Actions have consequences. Anyone who believes that inflicting pain on someone else doesn't have negative, long-term impact on both the person who onto whom the pain is being administered as well as on to the person inflicting the pain is deluding themselves.
The issue reduces down to relative merit: Is the damage done to the pain-receiver combined with the damage done to the pain-giver less than or greater than what the pain-giver hopes to achieve in terms of positive impact from the infliction of the pain?
How to know? Each person can inject their own perspective, but such comments are easily dismissed by simple contradiction: I think your perspective is wrong and mine is correct. However, in this case, one tool we can use is to look rationally at the foundation of each perspective for clues to the actual truth. Is the perspective soundly founded? ... or are there objectively clear signs of fallacy on which one perspective or the other is based?

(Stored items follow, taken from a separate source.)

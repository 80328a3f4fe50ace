//! The `hextod65` function.

use std::str::FromStr;

use palette::{FromColor, Srgb, Yxy};
use serde_json::{json, Value};

use super::Function;
use crate::error::ProviderError;
use crate::schema::{AttributeType, FunctionDefinition, Parameter};

/// Chromaticity reported for black, where x and y are undefined.
const D65_WHITE_X: f32 = 0.312_727;
const D65_WHITE_Y: f32 = 0.329_023;

/// `hextod65(hex_color)`: sRGB hex colour to CIE xyY under D65.
#[derive(Debug, Clone, Copy, Default)]
pub struct HexToD65;

/// Convert `#rrggbb`, `rrggbb`, `#rgb` or `rgb` to `(x, y, Y)`.
pub fn hex_to_xyy(hex: &str) -> Option<(f32, f32, f32)> {
    let rgb = Srgb::<u8>::from_str(hex.trim()).ok()?.into_format::<f32>();
    let yxy: Yxy = Yxy::from_color(rgb);

    if yxy.luma <= 0.0 {
        return Some((D65_WHITE_X, D65_WHITE_Y, 0.0));
    }
    Some((yxy.x, yxy.y, yxy.luma))
}

impl Function for HexToD65 {
    fn name(&self) -> &'static str {
        "hextod65"
    }

    fn definition(&self) -> FunctionDefinition {
        FunctionDefinition::new(
            "Converts a hex color to the D65 color space.",
            AttributeType::object([
                ("x", AttributeType::Float64),
                ("y", AttributeType::Float64),
                ("z", AttributeType::Float64),
            ]),
        )
        .with_description("Given a string value, returns a struct containing x, y and z properties.")
        .with_parameter(
            Parameter::string("hex_color").with_description("The hex color to convert."),
        )
    }

    fn call(&self, args: &[Value]) -> Result<Value, ProviderError> {
        let (x, y, z) = args
            .first()
            .and_then(Value::as_str)
            .and_then(hex_to_xyy)
            .ok_or_else(|| ProviderError::Validation("failed to convert hex color".to_string()))?;

        Ok(json!({"x": x, "y": y, "z": z}))
    }
}

#[cfg(test)]
mod tests {
    use super::*;

    fn assert_close(actual: f32, expected: f32) {
        assert!(
            (actual - expected).abs() < 1e-3,
            "expected {} to be close to {}",
            actual,
            expected
        );
    }

    #[test]
    fn test_white() {
        let (x, y, z) = hex_to_xyy("#ffffff").unwrap();
        assert_close(x, 0.3127);
        assert_close(y, 0.3290);
        assert_close(z, 1.0);
    }

    #[test]
    fn test_primaries() {
        let (x, y, z) = hex_to_xyy("#ff0000").unwrap();
        assert_close(x, 0.64);
        assert_close(y, 0.33);
        assert_close(z, 0.2126);

        let (x, y, _) = hex_to_xyy("00ff00").unwrap();
        assert_close(x, 0.30);
        assert_close(y, 0.60);

        let (x, y, _) = hex_to_xyy("#00f").unwrap();
        assert_close(x, 0.15);
        assert_close(y, 0.06);
    }

    #[test]
    fn test_black_uses_white_point() {
        let (x, y, z) = hex_to_xyy("#000000").unwrap();
        assert_close(x, D65_WHITE_X);
        assert_close(y, D65_WHITE_Y);
        assert_eq!(z, 0.0);
    }

    #[test]
    fn test_invalid_input() {
        assert!(hex_to_xyy("#gggggg").is_none());
        assert!(hex_to_xyy("#12345").is_none());
        assert!(hex_to_xyy("").is_none());
    }

    #[test]
    fn test_call() {
        let result = HexToD65.call(&[json!("#ffffff")]).unwrap();
        assert!(result["x"].as_f64().is_some());
        assert_close(result["z"].as_f64().unwrap() as f32, 1.0);

        let err = HexToD65.call(&[json!("not a colour")]).unwrap_err();
        assert_eq!(err.message(), "failed to convert hex color");
    }
}
//! Diagnostic logging.
//!
//! Log lines go to stderr so stdout stays clean for `--json` output. The
//! filter comes from `CLIENTVAULT_LOG` and defaults to warnings only.

use tracing_subscriber::EnvFilter;

use crate::constants::LOG_ENV;

pub fn init(quiet: bool) {
    let default = if quiet { "error" } else { "warn" };
    let filter = EnvFilter::try_from_env(LOG_ENV).unwrap_or_else(|_| EnvFilter::new(default));

    let _ = tracing_subscriber::fmt()
        .with_env_filter(filter)
        .with_writer(std::io::stderr)
        .with_target(false)
        .try_init();
}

I think it is very telling that most folks who advocate infliction of pain as a human disciplinary tactic refuse to accept and consider the long-term damage that such action causes, to the pain-receiver and to the pain-giver, as well as to society as-a-whole. Generally, when an advocate refuses to acknowledge realities like that it tends to indicate a realization that, when all the considerations are taken into account, what they are advocating will end up with a failing grade. They will fight tooth-and-nail to blind themselves and others to the realities that undercut what they're advocating, presumably because they're unable or unwilling to pursue other approaches that accomplish the same ends without causing harm. They'll extol the short-term benefits and ignore the long-term ramifications.
So while I don't find the anti-spanking perspective unequivocally definitive, by itself, the fallacy on which the pro-spanking perspective is typically dependent helps make clear that spanking is not the right answer.